Instructions to follow ▸ Set down, exactly, every line from the top of the listing through the one holding "which override defaults.".

- Opening Delimiter -

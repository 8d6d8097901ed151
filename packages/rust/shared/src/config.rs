//! Application configuration for jobsweep.
//!
//! User config lives at `~/.jobsweep/jobsweep.toml`.
//! CLI flags override config file values, which override defaults.
//! API keys are never stored here; the config names the env vars holding them.

use std::path::{Path, PathBuf};

use serde::{Deserialize, Serialize};

use crate::error::{JobsweepError, Result};

/// Default configuration file name.
const CONFIG_FILE_NAME: &str = "jobsweep.toml";

/// Default config directory name under the user's home.
const CONFIG_DIR_NAME: &str = ".jobsweep";

/// Keywords tracked when the config does not override them.
const DEFAULT_KEYWORDS: &[&str] = &[
    "Accounts Payable",
    "Accounts Payables",
    "Accounts Payable Clerk",
    "Accounts Payable Specialist",
    "Accounts Payable Analyst",
    "Accounts Payable Manager",
    "Full Cycle Accounts Payable",
];

/// US metros searched for geographic coverage.
const DEFAULT_LOCATIONS: &[&str] = &[
    "United States",
    "New York, NY",
    "Los Angeles, CA",
    "Chicago, IL",
    "Houston, TX",
    "Phoenix, AZ",
    "Philadelphia, PA",
    "San Antonio, TX",
    "San Diego, CA",
    "Dallas, TX",
    "Austin, TX",
    "San Francisco, CA",
    "Seattle, WA",
    "Denver, CO",
    "Boston, MA",
    "Atlanta, GA",
    "Miami, FL",
    "Minneapolis, MN",
    "Charlotte, NC",
    "Detroit, MI",
    "Portland, OR",
    "Nashville, TN",
    "Salt Lake City, UT",
    "Kansas City, MO",
    "Columbus, OH",
    "Indianapolis, IN",
    "Cleveland, OH",
    "Pittsburgh, PA",
    "Cincinnati, OH",
    "Orlando, FL",
    "Tampa, FL",
    "St. Louis, MO",
    "Baltimore, MD",
    "Raleigh, NC",
    "Richmond, VA",
    "Milwaukee, WI",
];

// ---------------------------------------------------------------------------
// Config structs (matching jobsweep.toml schema)
// ---------------------------------------------------------------------------

/// Top-level application config, deserialized from TOML.
#[derive(Debug, Clone, Default, Serialize, Deserialize)]
pub struct AppConfig {
    #[serde(default)]
    pub search: SearchConfig,

    #[serde(default)]
    pub acquisition: AcquisitionConfig,

    /// Tier 1 settings.
    #[serde(default)]
    pub google_jobs: GoogleJobsConfig,

    /// Tier 2 settings.
    #[serde(default)]
    pub jsearch: JSearchConfig,

    /// Tier 3 settings.
    #[serde(default)]
    pub niche: NicheConfig,

    #[serde(default)]
    pub registry: RegistryConfig,

    #[serde(default)]
    pub sink: SinkConfig,

    #[serde(default)]
    pub run: RunConfig,
}

impl AppConfig {
    /// Reject configs the pipeline cannot run with.
    pub fn validate(&self) -> Result<()> {
        if self.search.keywords.iter().all(|k| k.trim().is_empty()) {
            return Err(JobsweepError::validation("[search] keywords must not be empty"));
        }
        if self.acquisition.concurrency == 0 {
            return Err(JobsweepError::validation(
                "[acquisition] concurrency must be at least 1",
            ));
        }
        if self.registry.backend == RegistryBackend::Remote && self.registry.url.is_none() {
            return Err(JobsweepError::validation(
                "[registry] backend = \"remote\" requires a url",
            ));
        }
        Ok(())
    }
}

/// `[search]` section.
#[derive(Debug, Clone, Serialize, Deserialize)]
pub struct SearchConfig {
    #[serde(default = "default_keywords")]
    pub keywords: Vec<String>,

    #[serde(default = "default_locations")]
    pub locations: Vec<String>,
}

impl Default for SearchConfig {
    fn default() -> Self {
        Self {
            keywords: default_keywords(),
            locations: default_locations(),
        }
    }
}

fn default_keywords() -> Vec<String> {
    DEFAULT_KEYWORDS.iter().map(|s| s.to_string()).collect()
}
fn default_locations() -> Vec<String> {
    DEFAULT_LOCATIONS.iter().map(|s| s.to_string()).collect()
}

/// `[acquisition]` section.
#[derive(Debug, Clone, Serialize, Deserialize)]
pub struct AcquisitionConfig {
    /// Maximum combinations searched in parallel within one tier.
    #[serde(default = "default_concurrency")]
    pub concurrency: u32,

    /// HTTP timeout for source requests.
    #[serde(default = "default_http_timeout")]
    pub http_timeout_secs: u64,
}

impl Default for AcquisitionConfig {
    fn default() -> Self {
        Self {
            concurrency: default_concurrency(),
            http_timeout_secs: default_http_timeout(),
        }
    }
}

fn default_concurrency() -> u32 {
    2
}
fn default_http_timeout() -> u64 {
    30
}

/// `[google_jobs]` section (tier 1, SerpAPI).
#[derive(Debug, Clone, Serialize, Deserialize)]
pub struct GoogleJobsConfig {
    /// Name of the env var holding the SerpAPI key.
    #[serde(default = "default_serpapi_key_env")]
    pub api_key_env: String,

    #[serde(default = "default_serpapi_endpoint")]
    pub endpoint: String,

    /// SerpAPI `chips` value, e.g. `date_posted:week`.
    #[serde(default = "default_serp_date_filter")]
    pub date_filter: String,

    /// Pages per keyword × location (10 results each).
    #[serde(default = "default_max_pages")]
    pub max_pages: u32,

    #[serde(default = "default_serp_page_delay")]
    pub page_delay_ms: u64,
}

impl Default for GoogleJobsConfig {
    fn default() -> Self {
        Self {
            api_key_env: default_serpapi_key_env(),
            endpoint: default_serpapi_endpoint(),
            date_filter: default_serp_date_filter(),
            max_pages: default_max_pages(),
            page_delay_ms: default_serp_page_delay(),
        }
    }
}

fn default_serpapi_key_env() -> String {
    "SERPAPI_API_KEY".into()
}
fn default_serpapi_endpoint() -> String {
    "https://serpapi.com/search.json".into()
}
fn default_serp_date_filter() -> String {
    "date_posted:week".into()
}
fn default_max_pages() -> u32 {
    5
}
fn default_serp_page_delay() -> u64 {
    1500
}

/// `[jsearch]` section (tier 2, RapidAPI).
#[derive(Debug, Clone, Serialize, Deserialize)]
pub struct JSearchConfig {
    /// Name of the env var holding the RapidAPI key.
    #[serde(default = "default_rapidapi_key_env")]
    pub api_key_env: String,

    #[serde(default = "default_jsearch_host")]
    pub host: String,

    #[serde(default = "default_jsearch_endpoint")]
    pub endpoint: String,

    /// `today`, `3days`, `week`, or `month`.
    #[serde(default = "default_jsearch_date_posted")]
    pub date_posted: String,

    #[serde(default = "default_max_pages")]
    pub max_pages: u32,

    /// Only the first N configured locations are searched, to conserve quota.
    #[serde(default = "default_location_limit")]
    pub location_limit: usize,

    #[serde(default = "default_jsearch_page_delay")]
    pub page_delay_ms: u64,

    /// Pause after a 429 before continuing.
    #[serde(default = "default_rate_limit_cooldown")]
    pub rate_limit_cooldown_secs: u64,

    /// 429 cooldowns allowed per keyword × location before giving up on it.
    #[serde(default = "default_rate_limit_retries")]
    pub max_rate_limit_retries: u32,
}

impl Default for JSearchConfig {
    fn default() -> Self {
        Self {
            api_key_env: default_rapidapi_key_env(),
            host: default_jsearch_host(),
            endpoint: default_jsearch_endpoint(),
            date_posted: default_jsearch_date_posted(),
            max_pages: default_max_pages(),
            location_limit: default_location_limit(),
            page_delay_ms: default_jsearch_page_delay(),
            rate_limit_cooldown_secs: default_rate_limit_cooldown(),
            max_rate_limit_retries: default_rate_limit_retries(),
        }
    }
}

fn default_rapidapi_key_env() -> String {
    "RAPIDAPI_KEY".into()
}
fn default_jsearch_host() -> String {
    "jsearch.p.rapidapi.com".into()
}
fn default_jsearch_endpoint() -> String {
    "https://jsearch.p.rapidapi.com/search".into()
}
fn default_jsearch_date_posted() -> String {
    "week".into()
}
fn default_location_limit() -> usize {
    5
}
fn default_jsearch_page_delay() -> u64 {
    2000
}
fn default_rate_limit_cooldown() -> u64 {
    60
}
fn default_rate_limit_retries() -> u32 {
    1
}

/// `[niche]` section (tier 3).
#[derive(Debug, Clone, Serialize, Deserialize)]
pub struct NicheConfig {
    #[serde(default = "default_boards")]
    pub boards: Vec<BoardConfig>,

    /// A card title must contain one of these (lower-case) to count as relevant.
    #[serde(default = "default_title_terms")]
    pub title_terms: Vec<String>,

    /// Pause between boards.
    #[serde(default = "default_site_delay")]
    pub site_delay_ms: u64,

    #[serde(default = "default_max_cards")]
    pub max_cards_per_board: usize,
}

impl Default for NicheConfig {
    fn default() -> Self {
        Self {
            boards: default_boards(),
            title_terms: default_title_terms(),
            site_delay_ms: default_site_delay(),
            max_cards_per_board: default_max_cards(),
        }
    }
}

/// `[[niche.boards]]` entry.
#[derive(Debug, Clone, PartialEq, Eq, Serialize, Deserialize)]
pub struct BoardConfig {
    /// Board name; also selects the card adapter (`jobright.ai`, ...).
    pub name: String,
    /// Search URL with `{keyword}` (plus-encoded) or `{keyword_slug}` placeholders.
    pub url_template: String,
    #[serde(default = "default_true")]
    pub enabled: bool,
}

fn default_boards() -> Vec<BoardConfig> {
    let board = |name: &str, url_template: &str, enabled: bool| BoardConfig {
        name: name.into(),
        url_template: url_template.into(),
        enabled,
    };
    vec![
        board(
            "jobright.ai",
            "https://jobright.ai/jobs?searchKeyword={keyword}&location=United+States",
            true,
        ),
        board(
            "accountingcrossing.com",
            "https://www.accountingcrossing.com/jobs/q-{keyword_slug}-jobs.html",
            true,
        ),
        board(
            "monster.com",
            "https://www.monster.com/jobs/search?q={keyword}&where=United+States",
            false,
        ),
        board(
            "roberthalf.com",
            "https://www.roberthalf.com/us/en/jobs?query={keyword}",
            false,
        ),
        board(
            "astoncarter.com",
            "https://www.astoncarter.com/en/jobs?k={keyword}&l=United+States",
            false,
        ),
    ]
}
fn default_title_terms() -> Vec<String> {
    ["account", "payable", "ap ", "a/p"]
        .iter()
        .map(|s| s.to_string())
        .collect()
}
fn default_true() -> bool {
    true
}
fn default_site_delay() -> u64 {
    3000
}
fn default_max_cards() -> usize {
    50
}

/// Registry storage backend.
#[derive(Debug, Clone, Copy, PartialEq, Eq, Default, Serialize, Deserialize)]
#[serde(rename_all = "snake_case")]
pub enum RegistryBackend {
    /// Embedded libSQL file.
    #[default]
    Local,
    /// Networked libSQL / Turso database.
    Remote,
    /// In-process only; forgets everything on exit.
    Memory,
}

/// `[registry]` section.
#[derive(Debug, Clone, Serialize, Deserialize)]
pub struct RegistryConfig {
    #[serde(default)]
    pub backend: RegistryBackend,

    /// Database file for the local backend.
    #[serde(default = "default_registry_path")]
    pub path: String,

    /// Database URL for the remote backend.
    #[serde(default, skip_serializing_if = "Option::is_none")]
    pub url: Option<String>,

    /// Name of the env var holding the remote auth token.
    #[serde(default = "default_auth_token_env")]
    pub auth_token_env: String,
}

impl Default for RegistryConfig {
    fn default() -> Self {
        Self {
            backend: RegistryBackend::default(),
            path: default_registry_path(),
            url: None,
            auth_token_env: default_auth_token_env(),
        }
    }
}

fn default_registry_path() -> String {
    "data/jobs_dedup.db".into()
}
fn default_auth_token_env() -> String {
    "LIBSQL_AUTH_TOKEN".into()
}

/// `[sink]` section.
#[derive(Debug, Clone, Serialize, Deserialize)]
pub struct SinkConfig {
    /// Workbook directory receiving the master and daily sheets.
    #[serde(default = "default_sink_dir")]
    pub output_dir: String,

    #[serde(default = "default_master_sheet")]
    pub master_sheet: String,

    /// Daily tab prefix, e.g. `DailyJobs-` → `DailyJobs-25Feb2026`.
    #[serde(default = "default_daily_prefix")]
    pub daily_prefix: String,

    /// Rows per append.
    #[serde(default = "default_batch_size")]
    pub batch_size: usize,

    /// Pause before the single retry of a failed append.
    #[serde(default = "default_retry_cooldown")]
    pub retry_cooldown_ms: u64,
}

impl Default for SinkConfig {
    fn default() -> Self {
        Self {
            output_dir: default_sink_dir(),
            master_sheet: default_master_sheet(),
            daily_prefix: default_daily_prefix(),
            batch_size: default_batch_size(),
            retry_cooldown_ms: default_retry_cooldown(),
        }
    }
}

fn default_sink_dir() -> String {
    "data/sheets".into()
}
fn default_master_sheet() -> String {
    "MasterCompanies".into()
}
fn default_daily_prefix() -> String {
    "DailyJobs-".into()
}
fn default_batch_size() -> usize {
    100
}
fn default_retry_cooldown() -> u64 {
    60_000
}

/// `[run]` section.
#[derive(Debug, Clone, Serialize, Deserialize)]
pub struct RunConfig {
    /// Hard wall-clock budget for one run; 0 disables it.
    #[serde(default = "default_run_timeout")]
    pub timeout_secs: u64,
}

impl Default for RunConfig {
    fn default() -> Self {
        Self {
            timeout_secs: default_run_timeout(),
        }
    }
}

fn default_run_timeout() -> u64 {
    3600
}

// ---------------------------------------------------------------------------
// Config loading
// ---------------------------------------------------------------------------

/// Get the path to the config directory (`~/.jobsweep/`).
pub fn config_dir() -> Result<PathBuf> {
    let home =
        dirs::home_dir().ok_or_else(|| JobsweepError::config("could not determine home directory"))?;
    Ok(home.join(CONFIG_DIR_NAME))
}

/// Get the path to the config file (`~/.jobsweep/jobsweep.toml`).
pub fn config_file_path() -> Result<PathBuf> {
    Ok(config_dir()?.join(CONFIG_FILE_NAME))
}

/// Load the application config from disk. Returns defaults if the file does not exist.
pub fn load_config() -> Result<AppConfig> {
    let path = config_file_path()?;

    if !path.exists() {
        tracing::debug!(?path, "config file not found, using defaults");
        return Ok(AppConfig::default());
    }

    load_config_from(&path)
}

/// Load the application config from a specific file path.
pub fn load_config_from(path: &Path) -> Result<AppConfig> {
    let content = std::fs::read_to_string(path).map_err(|e| JobsweepError::io(path, e))?;

    let config: AppConfig = toml::from_str(&content).map_err(|e| {
        JobsweepError::config(format!("failed to parse {}: {e}", path.display()))
    })?;
    config.validate()?;
    Ok(config)
}

/// Create the config directory and write a default config file.
/// Returns the path to the created file.
pub fn init_config() -> Result<PathBuf> {
    let dir = config_dir()?;
    std::fs::create_dir_all(&dir).map_err(|e| JobsweepError::io(&dir, e))?;

    let path = dir.join(CONFIG_FILE_NAME);
    let config = AppConfig::default();
    let content =
        toml::to_string_pretty(&config).map_err(|e| JobsweepError::config(e.to_string()))?;

    std::fs::write(&path, content).map_err(|e| JobsweepError::io(&path, e))?;
    tracing::info!(?path, "created default config file");

    Ok(path)
}

/// Read an API key from the named env var; `None` when unset or empty.
pub fn resolve_secret(var_name: &str) -> Option<String> {
    match std::env::var(var_name) {
        Ok(val) if !val.trim().is_empty() => Some(val),
        _ => None,
    }
}
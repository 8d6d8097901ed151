//! Dedup registry and delivery sinks.
//!
//! The registry remembers every posting already delivered downstream, keyed
//! by URL and by content fingerprint. [`LibsqlRegistry`] backs it with an
//! embedded libSQL file or a networked libSQL database; [`MemoryRegistry`]
//! keeps it in-process. Sinks live in [`sink`].
//!
//! **Write rules:**
//! - Entries are inserted only after the sink confirmed delivery.
//! - Entries are never updated or deleted by the pipeline.

mod memory;
mod migrations;
pub mod sink;

use std::path::Path;
use std::sync::Arc;

use async_trait::async_trait;
use jobsweep_shared::{
    JobsweepError, RegistryBackend, RegistryConfig, RegistryStats, Result, SeenEntry,
    resolve_secret,
};
use libsql::{Connection, Database, params};

pub use memory::MemoryRegistry;
pub use sink::{JobSink, MemorySink, SheetFileSink, open_sink};

/// Durable history of delivered postings.
#[async_trait]
pub trait SeenRegistry: Send + Sync {
    /// Whether an entry with this exact URL exists. Empty URLs never match.
    async fn exists_by_url(&self, url: &str) -> Result<bool>;

    /// Whether an entry with this fingerprint exists. Empty fingerprints never match.
    async fn exists_by_fingerprint(&self, fingerprint: &str) -> Result<bool>;

    /// Record one delivered posting.
    async fn insert(&self, entry: &SeenEntry) -> Result<()>;

    async fn stats(&self) -> Result<RegistryStats>;
}

/// Build the registry backend selected in config.
pub async fn open_registry(config: &RegistryConfig) -> Result<Arc<dyn SeenRegistry>> {
    match config.backend {
        RegistryBackend::Local => {
            let registry = LibsqlRegistry::open_local(Path::new(&config.path)).await?;
            Ok(Arc::new(registry))
        }
        RegistryBackend::Remote => {
            let url = config.url.as_deref().ok_or_else(|| {
                JobsweepError::config("[registry] backend = \"remote\" requires a url")
            })?;
            let token = resolve_secret(&config.auth_token_env).unwrap_or_default();
            let registry = LibsqlRegistry::open_remote(url, &token).await?;
            Ok(Arc::new(registry))
        }
        RegistryBackend::Memory => Ok(Arc::new(MemoryRegistry::new())),
    }
}

fn storage_err(e: libsql::Error) -> JobsweepError {
    JobsweepError::Storage(e.to_string())
}

// ---------------------------------------------------------------------------
// libSQL backend
// ---------------------------------------------------------------------------

/// Registry stored in libSQL, either an embedded file or a remote database.
pub struct LibsqlRegistry {
    #[allow(dead_code)]
    db: Database,
    conn: Connection,
}

impl LibsqlRegistry {
    /// Open or create an embedded database at `path`.
    pub async fn open_local(path: &Path) -> Result<Self> {
        if let Some(parent) = path.parent().filter(|p| !p.as_os_str().is_empty()) {
            std::fs::create_dir_all(parent).map_err(|e| JobsweepError::io(parent, e))?;
        }

        let db = libsql::Builder::new_local(path)
            .build()
            .await
            .map_err(storage_err)?;

        Self::from_database(db).await
    }

    /// Connect to a networked libSQL database.
    pub async fn open_remote(url: &str, auth_token: &str) -> Result<Self> {
        let db = libsql::Builder::new_remote(url.to_string(), auth_token.to_string())
            .build()
            .await
            .map_err(storage_err)?;

        Self::from_database(db).await
    }

    async fn from_database(db: Database) -> Result<Self> {
        let conn = db.connect().map_err(storage_err)?;
        let registry = Self { db, conn };
        registry.migrate().await?;
        Ok(registry)
    }

    /// Bring the schema up to date. Refuses a database written by a newer
    /// build.
    async fn migrate(&self) -> Result<()> {
        self.conn
            .execute(migrations::VERSION_TABLE, params![])
            .await
            .map_err(storage_err)?;

        let applied = self.schema_version().await?;
        let latest = migrations::latest_version();
        if applied > latest {
            return Err(JobsweepError::Storage(format!(
                "registry schema v{applied} is newer than supported v{latest}"
            )));
        }

        for step in migrations::MIGRATIONS.iter().filter(|m| m.version > applied) {
            tracing::info!(version = step.version, description = step.description, "migrating registry");
            self.apply(step).await.map_err(|e| {
                JobsweepError::Storage(format!("migration v{} failed: {e}", step.version))
            })?;
        }
        Ok(())
    }

    async fn apply(&self, step: &migrations::Migration) -> std::result::Result<(), libsql::Error> {
        let tx = self.conn.transaction().await?;
        tx.execute_batch(step.sql).await?;
        tx.execute(
            "INSERT INTO schema_migrations (version) VALUES (?1)",
            params![i64::from(step.version)],
        )
        .await?;
        tx.commit().await
    }

    /// Highest applied schema version; 0 for a fresh database.
    async fn schema_version(&self) -> Result<u32> {
        let mut rows = self
            .conn
            .query("SELECT COALESCE(MAX(version), 0) FROM schema_migrations", params![])
            .await
            .map_err(storage_err)?;
        match rows.next().await.map_err(storage_err)? {
            Some(row) => row.get::<u32>(0).map_err(storage_err),
            None => Ok(0),
        }
    }

    async fn exists_where(&self, column: &str, value: &str) -> Result<bool> {
        if value.trim().is_empty() {
            return Ok(false);
        }
        let sql = format!("SELECT 1 FROM seen_jobs WHERE {column} = ?1 LIMIT 1");
        let mut rows = self
            .conn
            .query(&sql, params![value])
            .await
            .map_err(storage_err)?;

        Ok(rows.next().await.map_err(storage_err)?.is_some())
    }

    async fn count(&self, sql: &str) -> Result<u64> {
        let mut rows = self.conn.query(sql, params![]).await.map_err(storage_err)?;
        match rows.next().await.map_err(storage_err)? {
            Some(row) => Ok(row.get::<i64>(0).map_err(storage_err)?.max(0) as u64),
            None => Ok(0),
        }
    }
}

#[async_trait]
impl SeenRegistry for LibsqlRegistry {
    async fn exists_by_url(&self, url: &str) -> Result<bool> {
        self.exists_where("url", url).await
    }

    async fn exists_by_fingerprint(&self, fingerprint: &str) -> Result<bool> {
        self.exists_where("fingerprint", fingerprint).await
    }

    async fn insert(&self, entry: &SeenEntry) -> Result<()> {
        self.conn
            .execute(
                "INSERT INTO seen_jobs (url, fingerprint, source, company, title, seen_at)
                 VALUES (?1, ?2, ?3, ?4, ?5, ?6)",
                params![
                    entry.url.as_str(),
                    entry.fingerprint.as_str(),
                    entry.source.as_str(),
                    entry.company.as_str(),
                    entry.title.as_str(),
                    entry.seen_at.to_rfc3339(),
                ],
            )
            .await
            .map_err(storage_err)?;
        Ok(())
    }

    async fn stats(&self) -> Result<RegistryStats> {
        let total = self.count("SELECT COUNT(*) FROM seen_jobs").await?;
        let unique_companies = self
            .count("SELECT COUNT(DISTINCT company) FROM seen_jobs WHERE company != ''")
            .await?;

        let mut rows = self
            .conn
            .query(
                "SELECT source, COUNT(*) AS n FROM seen_jobs
                 GROUP BY source ORDER BY n DESC, source ASC",
                params![],
            )
            .await
            .map_err(storage_err)?;

        let mut by_source = Vec::new();
        while let Some(row) = rows.next().await.map_err(storage_err)? {
            by_source.push((
                row.get::<String>(0).map_err(storage_err)?,
                row.get::<i64>(1).map_err(storage_err)?.max(0) as u64,
            ));
        }

        Ok(RegistryStats {
            total,
            unique_companies,
            unique_sources: by_source.len() as u64,
            by_source,
        })
    }
}

#[cfg(test)]
mod tests {
    use super::*;
    use chrono::Utc;
    use uuid::Uuid;

    /// Create a temp file registry for testing.
    async fn test_registry() -> LibsqlRegistry {
        let tmp = std::env::temp_dir().join(format!("jobsweep_test_{}.db", Uuid::now_v7()));
        LibsqlRegistry::open_local(&tmp).await.expect("open test db")
    }

    fn entry(url: &str, fingerprint: &str, source: &str, company: &str) -> SeenEntry {
        SeenEntry {
            url: url.into(),
            fingerprint: fingerprint.into(),
            source: source.into(),
            company: company.into(),
            title: "Accounts Payable Clerk".into(),
            seen_at: Utc::now(),
        }
    }

    #[tokio::test]
    async fn open_and_migrate() {
        let registry = test_registry().await;
        let version = registry.schema_version().await.expect("version");
        assert_eq!(version, migrations::latest_version());
    }

    #[tokio::test]
    async fn idempotent_migration() {
        let tmp = std::env::temp_dir().join(format!("jobsweep_test_{}.db", Uuid::now_v7()));
        let first = LibsqlRegistry::open_local(&tmp).await.expect("first open");
        first
            .insert(&entry("https://a.example/1", "fp1", "LinkedIn", "Acme"))
            .await
            .expect("insert");
        drop(first);

        let second = LibsqlRegistry::open_local(&tmp).await.expect("second open");
        assert_eq!(
            second.schema_version().await.expect("version"),
            migrations::latest_version()
        );
        assert!(second.exists_by_url("https://a.example/1").await.expect("lookup"));
    }

    #[tokio::test]
    async fn unreadable_database_is_a_storage_error() {
        let tmp = std::env::temp_dir().join(format!("jobsweep_test_{}.db", Uuid::now_v7()));
        std::fs::write(&tmp, vec![0x5a_u8; 8192]).expect("write garbage");

        let err = LibsqlRegistry::open_local(&tmp).await.err().expect("must fail");
        assert!(matches!(err, JobsweepError::Storage(_)));
    }

    #[tokio::test]
    async fn newer_schema_is_rejected() {
        let tmp = std::env::temp_dir().join(format!("jobsweep_test_{}.db", Uuid::now_v7()));
        let registry = LibsqlRegistry::open_local(&tmp).await.expect("open");
        registry
            .conn
            .execute("INSERT INTO schema_migrations (version) VALUES (99)", params![])
            .await
            .expect("bump version");
        drop(registry);

        let err = LibsqlRegistry::open_local(&tmp).await.err().expect("must fail");
        assert!(matches!(err, JobsweepError::Storage(msg) if msg.contains("v99")));
    }

    #[tokio::test]
    async fn lookups_by_url_and_fingerprint() {
        let registry = test_registry().await;
        registry
            .insert(&entry("https://a.example/1", "fp1", "LinkedIn", "Acme"))
            .await
            .expect("insert");

        assert!(registry.exists_by_url("https://a.example/1").await.expect("url"));
        assert!(!registry.exists_by_url("https://a.example/2").await.expect("url"));
        assert!(registry.exists_by_fingerprint("fp1").await.expect("fp"));
        assert!(!registry.exists_by_fingerprint("fp2").await.expect("fp"));
    }

    #[tokio::test]
    async fn empty_keys_never_match() {
        let registry = test_registry().await;
        registry
            .insert(&entry("", "", "Indeed", "Acme"))
            .await
            .expect("insert");

        assert!(!registry.exists_by_url("").await.expect("url"));
        assert!(!registry.exists_by_fingerprint("  ").await.expect("fp"));
    }

    #[tokio::test]
    async fn stats_group_by_source() {
        let registry = test_registry().await;
        for (i, (source, company)) in [
            ("LinkedIn", "Acme"),
            ("LinkedIn", "Globex"),
            ("Indeed", "Acme"),
        ]
        .into_iter()
        .enumerate()
        {
            registry
                .insert(&entry(&format!("https://a.example/{i}"), &format!("fp{i}"), source, company))
                .await
                .expect("insert");
        }

        let stats = registry.stats().await.expect("stats");
        assert_eq!(stats.total, 3);
        assert_eq!(stats.unique_companies, 2);
        assert_eq!(stats.unique_sources, 2);
        assert_eq!(stats.by_source[0], ("LinkedIn".to_string(), 2));
        assert_eq!(stats.by_source[1], ("Indeed".to_string(), 1));
    }

    #[tokio::test]
    async fn open_registry_memory_backend() {
        let config = RegistryConfig {
            backend: RegistryBackend::Memory,
            ..RegistryConfig::default()
        };
        let registry = open_registry(&config).await.expect("open");
        assert_eq!(registry.stats().await.expect("stats").total, 0);
    }

    #[tokio::test]
    async fn open_registry_remote_without_url_is_config_error() {
        let config = RegistryConfig {
            backend: RegistryBackend::Remote,
            url: None,
            ..RegistryConfig::default()
        };
        let err = open_registry(&config).await.err().expect("must fail");
        assert!(matches!(err, JobsweepError::Config { .. }));
    }
}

- Closing Delimiter -

Solved exercise ▸
repository 8d6d8097901ed151
filename packages/rust/shared/src/config.rs
//! Application configuration for jobsweep.
//!
//! User config lives at `~/.jobsweep/jobsweep.toml`.
//! CLI flags override config file values, which override defaults.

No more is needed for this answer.